▸ Goal of the exercise:
The answer must be every line of the data that holds the word "sleep".

**** Information shown ****

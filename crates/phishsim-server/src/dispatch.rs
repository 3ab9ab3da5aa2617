use std::sync::Arc;

use tracing::{info, warn};

use phishsim_core::{
    campaign::{CampaignStatus, DispatchOutcome},
    template::{self, TemplateVars},
};
use phishsim_duckdb::{campaign::Campaign, target::Target};

use crate::{error::AppError, state::AppState};

/// Dispatch the campaign to every target not yet sent.
///
/// Single-flight per campaign: a competing call while a batch is running
/// gets [`AppError::SendInProgress`] (409). Already-sent targets are
/// skipped, not re-sent, so calling this again after a partial failure
/// only re-attempts the failures.
///
/// The campaign is marked `sending` for the duration of the batch and
/// ends as `sent` when every target has gone out, otherwise back to
/// `draft`. The in-memory slot is released on every exit path via the
/// guard, so an error here never wedges the campaign.
pub async fn send_campaign(
    state: &Arc<AppState>,
    campaign_id: &str,
) -> Result<DispatchOutcome, AppError> {
    let campaign = state
        .db
        .get_campaign(campaign_id)
        .await
        .map_err(AppError::Internal)?
        .ok_or_else(|| AppError::NotFound("Campaign not found".to_string()))?;

    let _guard = state
        .try_begin_send(campaign_id)
        .ok_or(AppError::SendInProgress)?;

    state
        .db
        .set_campaign_status(campaign_id, CampaignStatus::Sending)
        .await
        .map_err(AppError::Internal)?;

    let result = run_batch(state, &campaign).await;

    // Settle the persisted status on both exit paths before reporting.
    let final_status = match &result {
        Ok(outcome) if outcome.failed.is_empty() && outcome.sent + outcome.skipped > 0 => {
            CampaignStatus::Sent
        }
        _ => CampaignStatus::Draft,
    };
    state
        .db
        .set_campaign_status(campaign_id, final_status)
        .await
        .map_err(AppError::Internal)?;

    let outcome = result?;
    info!(
        campaign_id = %campaign_id,
        sent = outcome.sent,
        failed = outcome.failed.len(),
        skipped = outcome.skipped,
        "Dispatch batch finished"
    );
    Ok(outcome)
}

async fn run_batch(
    state: &Arc<AppState>,
    campaign: &Campaign,
) -> Result<DispatchOutcome, AppError> {
    let targets = state
        .db
        .list_targets(&campaign.id)
        .await
        .map_err(AppError::Internal)?;

    let skipped = targets.iter().filter(|t| t.sent).count();
    let eligible: Vec<Target> = targets.into_iter().filter(|t| !t.sent).collect();

    let mut sent = 0usize;
    let mut failed = Vec::new();

    for (i, target) in eligible.iter().enumerate() {
        // Pace the relay; the first target goes out immediately.
        if i > 0 && state.config.send_delay_ms > 0 {
            tokio::time::sleep(state.config.send_delay()).await;
        }

        match dispatch_one(state, campaign, target).await {
            Ok(()) => {
                state
                    .db
                    .mark_target_sent(&target.id)
                    .await
                    .map_err(AppError::Internal)?;
                sent += 1;
            }
            Err(err) => {
                warn!(
                    campaign_id = %campaign.id,
                    target_id = %target.id,
                    error = %err,
                    "Send failed; target stays unsent for retry"
                );
                failed.push(target.id.clone());
            }
        }
    }

    Ok(DispatchOutcome {
        sent,
        failed,
        skipped,
    })
}

/// Render and send one email. A timeout counts as failure — the target is
/// only marked sent on transport acceptance.
async fn dispatch_one(
    state: &Arc<AppState>,
    campaign: &Campaign,
    target: &Target,
) -> Result<(), String> {
    let vars = TemplateVars {
        name: &target.name,
        email: &target.email,
        department: &target.department,
        role: &target.role,
    };
    let subject = template::render(&campaign.email_subject, &vars);

    let tracking_link = format!("{}/t/{}", state.config.public_url, target.token);
    let tracking_pixel = format!(
        r#"<img src="{}/open/{}" width="1" height="1" style="display:none" />"#,
        state.config.public_url, target.token
    );
    let mut body = template::render(&campaign.email_body, &vars).replace("{{Link}}", &tracking_link);
    body.push_str(&tracking_pixel);

    let attempts = state.config.send_retries + 1;
    let mut last_err = String::new();
    for attempt in 0..attempts {
        if attempt > 0 {
            tokio::time::sleep(state.config.send_retry_backoff()).await;
        }
        let send = state
            .mailer
            .send(&campaign.from_address, &target.email, &subject, &body);
        match tokio::time::timeout(state.config.send_timeout(), send).await {
            Ok(Ok(())) => return Ok(()),
            Ok(Err(err)) => last_err = err,
            Err(_) => {
                last_err = format!(
                    "send timed out after {}s",
                    state.config.send_timeout_secs
                );
            }
        }
    }
    Err(last_err)
}
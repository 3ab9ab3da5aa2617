use std::collections::HashMap;
use std::sync::Arc;

use anyhow::anyhow;
use axum::{
    extract::{Path, State},
    http::StatusCode,
    response::IntoResponse,
    Json,
};
use serde::Deserialize;
use serde_json::{json, Value};

use phishsim_core::template::has_link_placeholder;
use phishsim_duckdb::campaign::CreateCampaignParams;

use crate::{error::AppError, state::AppState};

#[derive(Debug, Deserialize)]
pub struct CreateCampaignRequest {
    pub name: String,
    pub email_subject: String,
    pub email_body: String,
    pub from_address: String,
}

/// `GET /api/campaigns` — all campaigns, newest first.
pub async fn list_campaigns(
    State(state): State<Arc<AppState>>,
) -> Result<impl IntoResponse, AppError> {
    let campaigns = state
        .db
        .list_campaigns()
        .await
        .map_err(AppError::Internal)?;
    Ok(Json(campaigns))
}

/// `POST /api/campaigns` — create a campaign in `draft` status.
///
/// Rejects a body without the `{{Link}}` placeholder up front: such a
/// campaign could never produce a measurable click, so dispatch would be
/// pointless and the mistake should surface at creation, not send time.
pub async fn create_campaign(
    State(state): State<Arc<AppState>>,
    Json(req): Json<CreateCampaignRequest>,
) -> Result<impl IntoResponse, AppError> {
    if req.name.trim().is_empty()
        || req.email_subject.trim().is_empty()
        || req.email_body.trim().is_empty()
        || req.from_address.trim().is_empty()
    {
        return Err(AppError::BadRequest(
            "name, email_subject, email_body and from_address are required".to_string(),
        ));
    }
    if !has_link_placeholder(&req.email_body) {
        return Err(AppError::BadRequest(
            "email_body must contain the {{Link}} placeholder".to_string(),
        ));
    }

    let campaign = state
        .db
        .create_campaign(CreateCampaignParams {
            name: req.name,
            email_subject: req.email_subject,
            email_body: req.email_body,
            from_address: req.from_address,
        })
        .await
        .map_err(AppError::Internal)?;

    Ok((StatusCode::CREATED, Json(campaign)))
}

/// `GET /api/campaigns/{id}` — campaign detail with targets and their
/// nested engagement events, the shape the dashboard detail page renders.
pub async fn get_campaign(
    State(state): State<Arc<AppState>>,
    Path(campaign_id): Path<String>,
) -> Result<impl IntoResponse, AppError> {
    let campaign = state
        .db
        .get_campaign(&campaign_id)
        .await
        .map_err(AppError::Internal)?
        .ok_or_else(|| AppError::NotFound("Campaign not found".to_string()))?;

    let targets = state
        .db
        .list_targets(&campaign_id)
        .await
        .map_err(AppError::Internal)?;
    let events = state
        .db
        .list_events_for_campaign(&campaign_id)
        .await
        .map_err(AppError::Internal)?;

    // Bucket events under their targets; meta round-trips from its stored
    // JSON string back to an object for the dashboard.
    let mut by_target: HashMap<String, Vec<Value>> = HashMap::new();
    for event in events {
        let meta = event
            .meta
            .as_deref()
            .and_then(|raw| serde_json::from_str(raw).ok())
            .unwrap_or(Value::Null);
        by_target.entry(event.target_id.clone()).or_default().push(json!({
            "id": event.id,
            "target_id": event.target_id,
            "event_type": event.event_type,
            "meta": meta,
            "created_at": event.created_at,
        }));
    }

    let targets_json: Vec<Value> = targets
        .into_iter()
        .map(|target| {
            let events = by_target.remove(&target.id).unwrap_or_default();
            let mut value = serde_json::to_value(&target).unwrap_or(Value::Null);
            if let Value::Object(ref mut map) = value {
                map.insert("events".to_string(), Value::Array(events));
            }
            value
        })
        .collect();

    let mut body = serde_json::to_value(&campaign)
        .map_err(|e| AppError::Internal(anyhow!("campaign serialization failed: {e}")))?;
    if let Value::Object(ref mut map) = body {
        map.insert("targets".to_string(), Value::Array(targets_json));
    }
    Ok(Json(body))
}

/// `DELETE /api/campaigns/{id}` — the only way campaign data leaves the
/// store; engagement history is never expired by time.
pub async fn delete_campaign(
    State(state): State<Arc<AppState>>,
    Path(campaign_id): Path<String>,
) -> Result<impl IntoResponse, AppError> {
    let deleted = state
        .db
        .delete_campaign(&campaign_id)
        .await
        .map_err(AppError::Internal)?;
    if !deleted {
        return Err(AppError::NotFound("Campaign not found".to_string()));
    }
    Ok(StatusCode::NO_CONTENT)
}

****

▸ Written answer:
            tokio::time::sleep(state.config.send_delay()).await;
            tokio::time::sleep(state.config.send_retry_backoff()).await;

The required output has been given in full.